Description of the task.
Would you give the entries below again, precisely as they are written?

=== Data for the task ===

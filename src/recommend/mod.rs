//! Recommendation generators
//!
//! Two interchangeable strategies share one capability:
//! - `template`: deterministic text filled from [`crate::analysis`] output
//! - `claude`: order history forwarded to the Anthropic Messages API

pub mod claude;
pub mod template;

use async_trait::async_trait;

use crate::errors::Result;
use crate::normalize::OrderRecord;

pub use claude::ClaudeRecommender;
pub use template::TemplateRecommender;

/// Turns an order history into recommendation text
#[async_trait]
pub trait RecommendationGenerator: Send + Sync {
    /// Short strategy name used in logs
    fn name(&self) -> &'static str;

    /// File name under which the front-ends save this strategy's output
    fn artifact_name(&self) -> &'static str;

    async fn generate(&self, records: &[OrderRecord]) -> Result<String>;
}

===

Solution.
filename src/recommend/mod.rs
//! Recommendation generators
//!
//! Two interchangeable strategies share one capability:
//! - `template`: deterministic text filled from [`crate::analysis`] output
//! - `claude`: order history forwarded to the Anthropic Messages API

pub mod claude;
pub mod template;

use async_trait::async_trait;

use crate::errors::Result;
use crate::normalize::OrderRecord;

pub use claude::ClaudeRecommender;
pub use template::TemplateRecommender;

/// Turns an order history into recommendation text
#[async_trait]
pub trait RecommendationGenerator: Send + Sync {
    /// Short strategy name used in logs
    fn name(&self) -> &'static str;

    /// File name under which the front-ends save this strategy's output
    fn artifact_name(&self) -> &'static str;

    async fn generate(&self, records: &[OrderRecord]) -> Result<String>;
}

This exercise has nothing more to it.